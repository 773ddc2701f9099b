//! Enumeration types used throughout the simulation.

use std::fmt;

use serde::{Deserialize, Serialize};

/// Interceptor engagement state machine.
///
/// `Idle -> Engaging -> Destroyed`. There is no way back to `Idle` and
/// nothing leaves `Destroyed`.
#[derive(Debug, Clone, Copy, Default, PartialEq, Eq, Hash, Serialize, Deserialize)]
pub enum InterceptorMode {
    /// Circling the idle anchor, available for assignment.
    #[default]
    Idle,
    /// Pursuing its claimed target.
    Engaging,
    /// Expended in an intercept.
    Destroyed,
}

/// Engagement lifecycle phase.
#[derive(Debug, Clone, Copy, Default, PartialEq, Eq, Serialize, Deserialize)]
pub enum EngagementPhase {
    /// Interceptor closing on its target.
    #[default]
    Pursuit,
    /// Joint kill resolved; both entities destroyed.
    Splash,
}

/// The two kinds of moving entity.
#[derive(Debug, Clone, Copy, PartialEq, Eq, Hash, Serialize, Deserialize)]
pub enum EntityKind {
    Target,
    Interceptor,
}

impl fmt::Display for EntityKind {
    fn fmt(&self, f: &mut fmt::Formatter<'_>) -> fmt::Result {
        match self {
            EntityKind::Target => f.write_str("target"),
            EntityKind::Interceptor => f.write_str("interceptor"),
        }
    }
}
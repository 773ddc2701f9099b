//! Straight-line target motion.
//!
//! Targets keep the heading fixed at spawn: position += speed * dt along it.

use hecs::World;

use overwatch_core::components::{Kinematics, TargetState};
use overwatch_core::geometry;

/// Advance one target by `dt`. Destroyed targets do not move.
pub fn advance_target(kinematics: &mut Kinematics, state: &TargetState, dt: f64) {
    if state.destroyed {
        return;
    }
    kinematics.position =
        geometry::step(kinematics.position, kinematics.heading, kinematics.speed * dt);
}

/// Advance every live target.
pub fn run(world: &mut World, dt: f64) {
    for (_entity, (kinematics, state)) in world.query_mut::<(&mut Kinematics, &TargetState)>() {
        advance_target(kinematics, state, dt);
    }
}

• • • • • • •

▶ **REQUIRED ACTION**
Where does the string "heading" appear in the records above? Show every line that holds it.

▶ **RESPONSE AREA**
//! Targets keep the heading fixed at spawn: position += speed * dt along it.
        geometry::step(kinematics.position, kinematics.heading, kinematics.speed * dt);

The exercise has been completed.